Task description:
Output exactly the lines from the line with "pub fn depth_report(&self)" through the end of the records below. Include nothing else.

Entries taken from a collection

◆ ◆ ◆ ◆ ◆ ◆ ◆

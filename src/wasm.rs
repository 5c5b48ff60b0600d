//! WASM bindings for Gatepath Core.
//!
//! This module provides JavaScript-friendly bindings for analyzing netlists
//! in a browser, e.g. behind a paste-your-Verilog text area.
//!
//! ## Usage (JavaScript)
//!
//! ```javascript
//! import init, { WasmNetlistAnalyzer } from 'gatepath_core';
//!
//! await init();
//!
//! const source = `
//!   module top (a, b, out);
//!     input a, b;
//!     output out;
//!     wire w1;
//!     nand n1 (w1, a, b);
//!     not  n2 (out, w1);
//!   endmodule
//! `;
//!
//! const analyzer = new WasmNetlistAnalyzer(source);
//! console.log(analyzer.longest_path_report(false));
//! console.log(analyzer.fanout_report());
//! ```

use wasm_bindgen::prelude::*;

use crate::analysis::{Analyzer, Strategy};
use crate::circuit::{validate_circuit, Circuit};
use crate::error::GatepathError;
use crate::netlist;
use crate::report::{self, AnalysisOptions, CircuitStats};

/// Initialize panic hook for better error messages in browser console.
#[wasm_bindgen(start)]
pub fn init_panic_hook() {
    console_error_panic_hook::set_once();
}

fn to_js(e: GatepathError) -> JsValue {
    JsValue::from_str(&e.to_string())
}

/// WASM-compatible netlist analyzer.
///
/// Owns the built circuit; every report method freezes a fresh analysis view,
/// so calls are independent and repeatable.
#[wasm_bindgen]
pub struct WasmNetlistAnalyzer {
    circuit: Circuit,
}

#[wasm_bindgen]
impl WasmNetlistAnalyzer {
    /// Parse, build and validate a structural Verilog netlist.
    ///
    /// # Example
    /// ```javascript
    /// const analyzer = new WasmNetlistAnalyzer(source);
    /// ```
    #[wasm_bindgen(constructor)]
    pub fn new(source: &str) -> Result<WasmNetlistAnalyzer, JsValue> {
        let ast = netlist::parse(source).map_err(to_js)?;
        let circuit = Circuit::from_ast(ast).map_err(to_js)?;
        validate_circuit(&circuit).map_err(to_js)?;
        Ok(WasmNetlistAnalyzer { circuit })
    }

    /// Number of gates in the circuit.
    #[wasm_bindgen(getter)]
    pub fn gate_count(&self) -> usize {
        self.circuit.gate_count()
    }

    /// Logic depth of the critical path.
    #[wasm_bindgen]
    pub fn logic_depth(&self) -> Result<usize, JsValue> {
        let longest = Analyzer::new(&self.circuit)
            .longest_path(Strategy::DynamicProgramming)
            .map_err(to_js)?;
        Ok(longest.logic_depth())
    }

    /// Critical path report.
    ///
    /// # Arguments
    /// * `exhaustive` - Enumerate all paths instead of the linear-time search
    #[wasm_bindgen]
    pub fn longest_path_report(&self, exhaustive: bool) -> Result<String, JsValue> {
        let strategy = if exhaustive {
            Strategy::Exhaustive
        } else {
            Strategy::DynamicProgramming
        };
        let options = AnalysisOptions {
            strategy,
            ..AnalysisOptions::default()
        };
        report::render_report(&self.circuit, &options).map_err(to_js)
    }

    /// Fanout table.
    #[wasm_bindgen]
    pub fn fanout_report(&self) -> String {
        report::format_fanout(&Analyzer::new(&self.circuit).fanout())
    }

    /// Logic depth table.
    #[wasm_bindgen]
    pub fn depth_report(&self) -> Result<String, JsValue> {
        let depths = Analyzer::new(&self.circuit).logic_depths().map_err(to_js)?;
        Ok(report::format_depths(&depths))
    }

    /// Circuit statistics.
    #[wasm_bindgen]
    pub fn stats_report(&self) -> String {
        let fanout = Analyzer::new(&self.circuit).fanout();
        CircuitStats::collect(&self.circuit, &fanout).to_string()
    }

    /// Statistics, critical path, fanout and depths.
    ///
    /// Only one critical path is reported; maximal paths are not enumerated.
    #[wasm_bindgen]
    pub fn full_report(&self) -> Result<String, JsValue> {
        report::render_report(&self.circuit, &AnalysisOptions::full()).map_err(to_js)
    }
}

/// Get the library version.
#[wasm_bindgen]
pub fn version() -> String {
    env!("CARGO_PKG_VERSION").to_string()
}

◆ ◆ ◆ ◆ ◆ ◆ ◆

Answer space:
    pub fn depth_report(&self) -> Result<String, JsValue> {
        let depths = Analyzer::new(&self.circuit).logic_depths().map_err(to_js)?;
        Ok(report::format_depths(&depths))
    }

    /// Circuit statistics.
    #[wasm_bindgen]
    pub fn stats_report(&self) -> String {
        let fanout = Analyzer::new(&self.circuit).fanout();
        CircuitStats::collect(&self.circuit, &fanout).to_string()
    }

    /// Statistics, critical path, fanout and depths.
    ///
    /// Only one critical path is reported; maximal paths are not enumerated.
    #[wasm_bindgen]
    pub fn full_report(&self) -> Result<String, JsValue> {
        report::render_report(&self.circuit, &AnalysisOptions::full()).map_err(to_js)
    }
}

/// Get the library version.
#[wasm_bindgen]
pub fn version() -> String {
    env!("CARGO_PKG_VERSION").to_string()
}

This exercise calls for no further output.